The main blocking issue here is that something has changed either about how Dask works, or the nature of our Parquet dataset, maybe because of changes to the PyArrow / Apache Arrow libraries. The pudl-dexamples notebook that deals with EPA CEMS no longer works. The following code used to efficiently serialize reading all the EPA CEMS data in and summarizing annual emissions, by reading one state/year combo at a time.

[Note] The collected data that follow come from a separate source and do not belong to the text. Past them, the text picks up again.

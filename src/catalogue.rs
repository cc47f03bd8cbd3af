//! The ordered experiment catalogue.
//!
//! `builtin_catalogue()` is the authoritative table of experiments. A `harvest.toml`
//! with `[[experiments]]` entries replaces it wholesale; entries are never merged.

use std::collections::{BTreeSet, HashSet};

use crate::errors::ConfigError;
use crate::experiment::{Experiment, PhaseConfig, PhaseKind};
use crate::naming::is_plain_name;

/// An ordered, validated list of experiments.
#[derive(Debug, Clone, PartialEq, Eq)]
pub struct Catalogue {
    experiments: Vec<Experiment>,
}

/// Experiments picked out of a catalogue by an inclusion filter.
#[derive(Debug, Clone)]
pub struct Selection<'a> {
    /// Selected experiments in catalogue order
    pub experiments: Vec<&'a Experiment>,
    /// Requested ids with no matching experiment, sorted
    pub unknown: Vec<String>,
}

impl Catalogue {
    /// Build a catalogue, rejecting duplicate or empty ids, ids that are not a single
    /// directory name, and phase options that the phase kind does not support.
    pub fn new(experiments: Vec<Experiment>) -> Result<Self, ConfigError> {
        let mut seen = HashSet::new();
        for (index, exp) in experiments.iter().enumerate() {
            if exp.id.trim().is_empty() {
                return Err(ConfigError::EmptyExperimentId(index));
            }
            // Ids name the results directory that each phase clears.
            if !is_plain_name(&exp.id) {
                return Err(ConfigError::InvalidExperimentId(exp.id.clone()));
            }
            if !seen.insert(exp.id.as_str()) {
                return Err(ConfigError::DuplicateExperiment(exp.id.clone()));
            }
            for kind in PhaseKind::ALL {
                let Some(cfg) = exp.phase(kind) else {
                    continue;
                };
                if cfg.expect_failure && !kind.supports_expect_failure() {
                    return Err(ConfigError::ExpectFailureNotSupported {
                        id: exp.id.clone(),
                        phase: kind.to_string(),
                    });
                }
                if cfg.layout.is_some() && kind != PhaseKind::Lowering {
                    return Err(ConfigError::LayoutNotSupported {
                        id: exp.id.clone(),
                        phase: kind.to_string(),
                    });
                }
            }
        }
        Ok(Self { experiments })
    }

    /// The built-in catalogue.
    pub fn builtin() -> Self {
        Self {
            experiments: builtin_catalogue(),
        }
    }

    pub fn experiments(&self) -> &[Experiment] {
        &self.experiments
    }

    pub fn get(&self, id: &str) -> Option<&Experiment> {
        self.experiments.iter().find(|e| e.id == id)
    }

    pub fn len(&self) -> usize {
        self.experiments.len()
    }

    pub fn is_empty(&self) -> bool {
        self.experiments.is_empty()
    }

    /// Apply an optional inclusion filter. `None` selects everything.
    pub fn select(&self, only: Option<&BTreeSet<String>>) -> Selection<'_> {
        let Some(wanted) = only else {
            return Selection {
                experiments: self.experiments.iter().collect(),
                unknown: Vec::new(),
            };
        };

        let experiments: Vec<&Experiment> = self
            .experiments
            .iter()
            .filter(|e| wanted.contains(&e.id))
            .collect();
        let unknown = wanted
            .iter()
            .filter(|id| self.get(id).is_none())
            .cloned()
            .collect();

        Selection {
            experiments,
            unknown,
        }
    }
}

/// Parse a comma-separated id list, ignoring blanks and surrounding whitespace.
pub fn parse_id_list(raw: &str) -> BTreeSet<String> {
    raw.split(',')
        .map(str::trim)
        .filter(|id| !id.is_empty())
        .map(str::to_string)
        .collect()
}

/// Turn an optional `--only` value into an inclusion filter.
///
/// An absent value, or one naming no ids at all, selects the whole catalogue.
pub fn id_filter(raw: Option<&str>) -> Option<BTreeSet<String>> {
    raw.map(parse_id_list).filter(|ids| !ids.is_empty())
}

const NEW_TEST_TAG: &str = "new-test-tag";
const NEW_TEST_TAG_Y: &str = "new-test-tag-y";
const NN_EXTRA: &str = "eqsat-nn-extra-sync";

/// The authoritative experiment table.
pub fn builtin_catalogue() -> Vec<Experiment> {
    vec![
        Experiment::new(
            "1-vgg",
            "1. VGG",
            Some(PhaseConfig::new(NEW_TEST_TAG, "src/test/eqsat/nn/SingleVGGTest.scala")),
            Some(PhaseConfig::new(
                NEW_TEST_TAG,
                "src/test/algo/vgg8bits/VggFullBiasTest.scala",
            )),
        ),
        Experiment::new(
            "3-tinyyolo",
            "3. TinyYolo",
            Some(PhaseConfig::new(NEW_TEST_TAG, "src/test/eqsat/nn/SingleYoloTest.scala")),
            Some(PhaseConfig::new(
                NEW_TEST_TAG_Y,
                "src/test/backend/hdl/arch/yolo/ShallowConvFullTest.scala",
            )),
        ),
        Experiment::new(
            "6-self-attention",
            "6. Self-attention",
            Some(PhaseConfig::new(
                NN_EXTRA,
                "src/test/eqsat/nnExtra/SelfAttentionTest.scala",
            )),
            Some(PhaseConfig::new(
                NN_EXTRA,
                "src/test/eqsat/nnExtra/SelfAttentionLoweringTest.scala",
            )),
        ),
        Experiment::new(
            "10-stencil-4stage",
            "10. 4-stage stencil",
            Some(PhaseConfig::new(NN_EXTRA, "src/test/eqsat/nnExtra/StencilTest.scala")),
            Some(PhaseConfig::new(
                NN_EXTRA,
                "src/test/eqsat/nnExtra/StencilLoweringTest.scala",
            )),
        ),
        Experiment::new(
            "11-stencil-baseline",
            "11. 4-stage stencil baseline",
            None,
            Some(PhaseConfig::new(
                NN_EXTRA,
                "src/test/eqsat/nnExtra/StencilNoSharingTest.scala",
            )),
        ),
        Experiment::new(
            "12-vgg-no-sharing",
            "12. VGG, no sharing",
            Some(PhaseConfig::expecting_failure(
                NEW_TEST_TAG,
                "src/test/eqsat/nn/SingleVGGNoSharingTest.scala",
            )),
            None,
        ),
        Experiment::new(
            "13-vgg-no-padding",
            "13. VGG, no padding",
            Some(PhaseConfig::expecting_failure(
                NEW_TEST_TAG,
                "src/test/eqsat/nn/SingleVggNoPaddingTest.scala",
            )),
            None,
        ),
        Experiment::new(
            "14-vgg-no-tiling",
            "14. VGG, no tiling",
            Some(PhaseConfig::expecting_failure(
                NEW_TEST_TAG,
                "src/test/eqsat/nn/SingleVGGNoTilingTest.scala",
            )),
            None,
        ),
        Experiment::new(
            "15-vgg-baseline-no-sharing",
            "15. VGG, baseline, no sharing",
            None,
            Some(PhaseConfig::new(
                NN_EXTRA,
                "src/test/eqsat/nnExtra/VGGLoweringTest.scala",
            )),
        ),
        Experiment::new(
            "16-vgg-skeleshare-1abstr",
            "16. VGG, SkeleShare, 1 abstr",
            Some(PhaseConfig::new(
                NEW_TEST_TAG,
                "src/test/eqsat/nn/SingleVGGHalfAbsTest.scala",
            )),
            Some(PhaseConfig::new(
                NEW_TEST_TAG,
                "src/test/eqsat/nn/VggConvHalfAbsTest.scala",
            )),
        ),
        Experiment::new(
            "17-vgg-quarter-dsps",
            "17. VGG, 1/4 DSPs",
            Some(PhaseConfig::new(
                NEW_TEST_TAG,
                "src/test/eqsat/nn/SingleVGGFourthDSPTest.scala",
            )),
            Some(PhaseConfig::new(
                NEW_TEST_TAG,
                "src/test/algo/vgg8bits/VggConvFourthDSPTest.scala",
            )),
        ),
        Experiment::new(
            "19-vgg-half-dsps",
            "19. VGG, 1/2 DSPs",
            Some(PhaseConfig::new(
                NEW_TEST_TAG,
                "src/test/eqsat/nn/SingleVGGHalfDSPTest.scala",
            )),
            Some(PhaseConfig::new(
                NEW_TEST_TAG,
                "src/test/algo/vgg8bits/VggConvHalfDSPTest.scala",
            )),
        ),
    ]
}

#[cfg(test)]
mod tests {
    use super::*;
    use crate::experiment::LoweringLayout;

    fn ids(selection: &Selection<'_>) -> Vec<String> {
        selection.experiments.iter().map(|e| e.id.clone()).collect()
    }

    #[test]
    fn test_builtin_catalogue_is_valid() {
        let builtin = builtin_catalogue();
        let catalogue = Catalogue::new(builtin.clone()).unwrap();
        assert_eq!(catalogue.len(), 12);
        assert_eq!(catalogue, Catalogue::builtin());
    }

    #[test]
    fn test_builtin_catalogue_order() {
        let catalogue = Catalogue::builtin();
        let first = &catalogue.experiments()[0];
        let last = &catalogue.experiments()[catalogue.len() - 1];
        assert_eq!(first.id, "1-vgg");
        assert_eq!(last.id, "19-vgg-half-dsps");
    }

    #[test]
    fn test_builtin_expected_failures_are_discovery_only() {
        let catalogue = Catalogue::builtin();
        let failing: Vec<&str> = catalogue
            .experiments()
            .iter()
            .filter(|e| e.discovery.as_ref().is_some_and(|d| d.expect_failure))
            .map(|e| e.id.as_str())
            .collect();
        assert_eq!(
            failing,
            vec!["12-vgg-no-sharing", "13-vgg-no-padding", "14-vgg-no-tiling"]
        );
        for exp in catalogue.experiments() {
            if exp.discovery.as_ref().is_some_and(|d| d.expect_failure) {
                assert!(exp.lowering.is_none());
            }
        }
    }

    #[test]
    fn test_select_without_filter_returns_all_in_order() {
        let catalogue = Catalogue::builtin();
        let selection = catalogue.select(None);
        assert_eq!(selection.experiments.len(), catalogue.len());
        assert!(selection.unknown.is_empty());
    }

    #[test]
    fn test_select_preserves_catalogue_order() {
        let catalogue = Catalogue::builtin();
        let wanted = parse_id_list("19-vgg-half-dsps,1-vgg,11-stencil-baseline");
        let selection = catalogue.select(Some(&wanted));
        assert_eq!(
            ids(&selection),
            vec!["1-vgg", "11-stencil-baseline", "19-vgg-half-dsps"]
        );
    }

    #[test]
    fn test_select_reports_unknown_ids() {
        let catalogue = Catalogue::new(vec![Experiment::new("X", "x", None, None)]).unwrap();
        let wanted = parse_id_list("X,Y");
        let selection = catalogue.select(Some(&wanted));
        assert_eq!(ids(&selection), vec!["X"]);
        assert_eq!(selection.unknown, vec!["Y".to_string()]);
    }

    #[test]
    fn test_parse_id_list_trims_and_drops_blanks() {
        let parsed = parse_id_list(" 1-vgg, ,3-tinyyolo,,");
        assert_eq!(parsed.len(), 2);
        assert!(parsed.contains("1-vgg"));
        assert!(parsed.contains("3-tinyyolo"));
    }

    #[test]
    fn test_rejects_duplicate_ids() {
        let result = Catalogue::new(vec![
            Experiment::new("a", "A", None, None),
            Experiment::new("a", "A again", None, None),
        ]);
        assert!(matches!(result, Err(ConfigError::DuplicateExperiment(id)) if id == "a"));
    }

    #[test]
    fn test_rejects_empty_id() {
        let result = Catalogue::new(vec![Experiment::new(" ", "blank", None, None)]);
        assert!(matches!(result, Err(ConfigError::EmptyExperimentId(0))));
    }

    #[test]
    fn test_rejects_ids_outside_results_tree() {
        for bad in ["..", "a/../b", "/x", "../precious", "nested/id"] {
            let result = Catalogue::new(vec![Experiment::new(
                bad,
                "escapes",
                None,
                Some(PhaseConfig::new("main", "src/test/Low.scala")),
            )]);
            assert!(
                matches!(result, Err(ConfigError::InvalidExperimentId(ref id)) if id == bad),
                "accepted {:?}",
                bad
            );
        }
        let result = Catalogue::new(vec![Experiment::new("", "blank", None, None)]);
        assert!(matches!(result, Err(ConfigError::EmptyExperimentId(0))));
    }

    #[test]
    fn test_empty_id_filter_selects_everything() {
        assert_eq!(id_filter(None), None);
        assert_eq!(id_filter(Some("")), None);
        assert_eq!(id_filter(Some(" , ,")), None);
        let ids = id_filter(Some("1-vgg,")).unwrap();
        assert_eq!(ids.into_iter().collect::<Vec<_>>(), vec!["1-vgg".to_string()]);

        let catalogue = Catalogue::builtin();
        let selection = catalogue.select(id_filter(Some("")).as_ref());
        assert_eq!(selection.experiments.len(), catalogue.len());
        assert!(selection.unknown.is_empty());
    }

    #[test]
    fn test_builtin_ids_are_plain_names() {
        assert!(Catalogue::new(builtin_catalogue()).is_ok());
    }

    #[test]
    fn test_rejects_expect_failure_on_lowering() {
        let result = Catalogue::new(vec![Experiment::new(
            "a",
            "A",
            None,
            Some(PhaseConfig::expecting_failure("b", "p")),
        )]);
        assert!(matches!(
            result,
            Err(ConfigError::ExpectFailureNotSupported { .. })
        ));
    }

    #[test]
    fn test_rejects_layout_outside_lowering() {
        let result = Catalogue::new(vec![Experiment::new(
            "a",
            "A",
            Some(PhaseConfig::new("b", "p").with_layout(LoweringLayout::SingleSubdirectory)),
            None,
        )]);
        assert!(matches!(result, Err(ConfigError::LayoutNotSupported { .. })));
    }
}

But now it attempts to read in all of the data, and runs out of memory:

import dask.dataframe as dd

epacems_cols = [
    "year",
    "plant_id_eia",
    "co2_mass_tons",
    "so2_mass_lbs",
    "nox_mass_lbs",
]

epacems_path = pathlib.Path(pudl_settings["parquet_dir"]) / "epacems"

epacems_ddf = (
    dd.read_parquet(
        epacems_path,
        columns=epacems_cols,
        engine="pyarrow",
    )
    .astype({"year": int})
    .groupby(by=["year", "plant_id_eia"])
    .sum()
)
epacems_annual_emissions = epacems_ddf.compute()

We need to figure out what changed and make it work again. Looking at the Parquet dataset, prior to aggregation it has npartitions==1223 so the dataset is partitioned initially, which I think means that Dask should be smart enough to just do one small chunk of work at a time.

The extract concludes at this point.